WHAT NEEDS TO BE DONE
The expected output is exactly the lines below, starting at the line with "started; result dropped" and ending at the line with "one resolution pass", both included; no other line belongs in it.
----- SUPPLIED ENTRIES
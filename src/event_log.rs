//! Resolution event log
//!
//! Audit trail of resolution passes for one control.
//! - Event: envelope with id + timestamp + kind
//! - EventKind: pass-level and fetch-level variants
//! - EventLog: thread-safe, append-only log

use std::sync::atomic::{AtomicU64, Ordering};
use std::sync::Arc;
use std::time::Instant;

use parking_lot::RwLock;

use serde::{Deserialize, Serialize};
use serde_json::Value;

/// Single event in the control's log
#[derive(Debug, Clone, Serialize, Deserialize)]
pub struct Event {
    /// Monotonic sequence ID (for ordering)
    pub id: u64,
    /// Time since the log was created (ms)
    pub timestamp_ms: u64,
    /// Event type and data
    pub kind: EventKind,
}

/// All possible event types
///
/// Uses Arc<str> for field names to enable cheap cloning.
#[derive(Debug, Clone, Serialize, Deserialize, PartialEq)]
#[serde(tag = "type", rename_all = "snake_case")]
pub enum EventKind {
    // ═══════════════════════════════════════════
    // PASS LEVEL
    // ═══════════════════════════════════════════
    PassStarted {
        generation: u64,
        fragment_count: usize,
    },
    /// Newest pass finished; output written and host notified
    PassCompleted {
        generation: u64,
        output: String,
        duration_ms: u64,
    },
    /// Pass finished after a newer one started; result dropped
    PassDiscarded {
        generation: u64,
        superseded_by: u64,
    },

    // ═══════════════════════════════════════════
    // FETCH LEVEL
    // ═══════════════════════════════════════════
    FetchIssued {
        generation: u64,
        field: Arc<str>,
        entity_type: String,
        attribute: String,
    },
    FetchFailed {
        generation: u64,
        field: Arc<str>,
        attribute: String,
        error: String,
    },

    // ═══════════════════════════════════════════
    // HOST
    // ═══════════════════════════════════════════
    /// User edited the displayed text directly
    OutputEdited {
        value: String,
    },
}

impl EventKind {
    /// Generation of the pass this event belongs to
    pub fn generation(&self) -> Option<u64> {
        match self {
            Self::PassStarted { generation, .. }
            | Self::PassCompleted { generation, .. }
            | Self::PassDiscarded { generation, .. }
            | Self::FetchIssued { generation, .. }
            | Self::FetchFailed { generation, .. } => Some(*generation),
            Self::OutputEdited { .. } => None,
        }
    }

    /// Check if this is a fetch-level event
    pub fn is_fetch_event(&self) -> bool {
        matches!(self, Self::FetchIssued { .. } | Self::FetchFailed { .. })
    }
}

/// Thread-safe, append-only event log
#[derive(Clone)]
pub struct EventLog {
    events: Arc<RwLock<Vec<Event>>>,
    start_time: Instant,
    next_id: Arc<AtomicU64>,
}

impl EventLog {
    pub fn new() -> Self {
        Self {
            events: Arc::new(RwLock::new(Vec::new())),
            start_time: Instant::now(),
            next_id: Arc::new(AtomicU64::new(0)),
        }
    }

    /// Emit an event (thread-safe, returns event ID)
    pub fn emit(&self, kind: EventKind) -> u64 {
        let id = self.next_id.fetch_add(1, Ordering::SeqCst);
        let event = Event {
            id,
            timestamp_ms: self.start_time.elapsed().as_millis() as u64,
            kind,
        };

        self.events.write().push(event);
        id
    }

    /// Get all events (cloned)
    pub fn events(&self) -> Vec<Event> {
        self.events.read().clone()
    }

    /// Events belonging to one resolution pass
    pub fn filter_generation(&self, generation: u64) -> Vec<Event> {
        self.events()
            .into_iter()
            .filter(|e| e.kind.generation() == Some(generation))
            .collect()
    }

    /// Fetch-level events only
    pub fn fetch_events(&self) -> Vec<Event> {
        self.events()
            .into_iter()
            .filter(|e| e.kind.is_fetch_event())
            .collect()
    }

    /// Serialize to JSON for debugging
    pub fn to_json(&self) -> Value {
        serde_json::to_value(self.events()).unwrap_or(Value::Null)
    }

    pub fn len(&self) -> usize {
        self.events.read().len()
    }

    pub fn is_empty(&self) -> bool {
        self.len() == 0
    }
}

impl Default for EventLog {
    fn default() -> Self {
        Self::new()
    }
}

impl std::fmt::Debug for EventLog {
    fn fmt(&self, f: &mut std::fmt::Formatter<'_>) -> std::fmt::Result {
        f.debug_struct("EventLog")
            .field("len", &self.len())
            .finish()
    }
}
----------
REPLY
    /// Pass finished after a newer one started; result dropped
    PassDiscarded {
        generation: u64,
        superseded_by: u64,
    },

    // ═══════════════════════════════════════════
    // FETCH LEVEL
    // ═══════════════════════════════════════════
    FetchIssued {
        generation: u64,
        field: Arc<str>,
        entity_type: String,
        attribute: String,
    },
    FetchFailed {
        generation: u64,
        field: Arc<str>,
        attribute: String,
        error: String,
    },

    // ═══════════════════════════════════════════
    // HOST
    // ═══════════════════════════════════════════
    /// User edited the displayed text directly
    OutputEdited {
        value: String,
    },
}

impl EventKind {
    /// Generation of the pass this event belongs to
    pub fn generation(&self) -> Option<u64> {
        match self {
            Self::PassStarted { generation, .. }
            | Self::PassCompleted { generation, .. }
            | Self::PassDiscarded { generation, .. }
            | Self::FetchIssued { generation, .. }
            | Self::FetchFailed { generation, .. } => Some(*generation),
            Self::OutputEdited { .. } => None,
        }
    }

    /// Check if this is a fetch-level event
    pub fn is_fetch_event(&self) -> bool {
        matches!(self, Self::FetchIssued { .. } | Self::FetchFailed { .. })
    }
}

/// Thread-safe, append-only event log
#[derive(Clone)]
pub struct EventLog {
    events: Arc<RwLock<Vec<Event>>>,
    start_time: Instant,
    next_id: Arc<AtomicU64>,
}

impl EventLog {
    pub fn new() -> Self {
        Self {
            events: Arc::new(RwLock::new(Vec::new())),
            start_time: Instant::now(),
            next_id: Arc::new(AtomicU64::new(0)),
        }
    }

    /// Emit an event (thread-safe, returns event ID)
    pub fn emit(&self, kind: EventKind) -> u64 {
        let id = self.next_id.fetch_add(1, Ordering::SeqCst);
        let event = Event {
            id,
            timestamp_ms: self.start_time.elapsed().as_millis() as u64,
            kind,
        };

        self.events.write().push(event);
        id
    }

    /// Get all events (cloned)
    pub fn events(&self) -> Vec<Event> {
        self.events.read().clone()
    }

    /// Events belonging to one resolution pass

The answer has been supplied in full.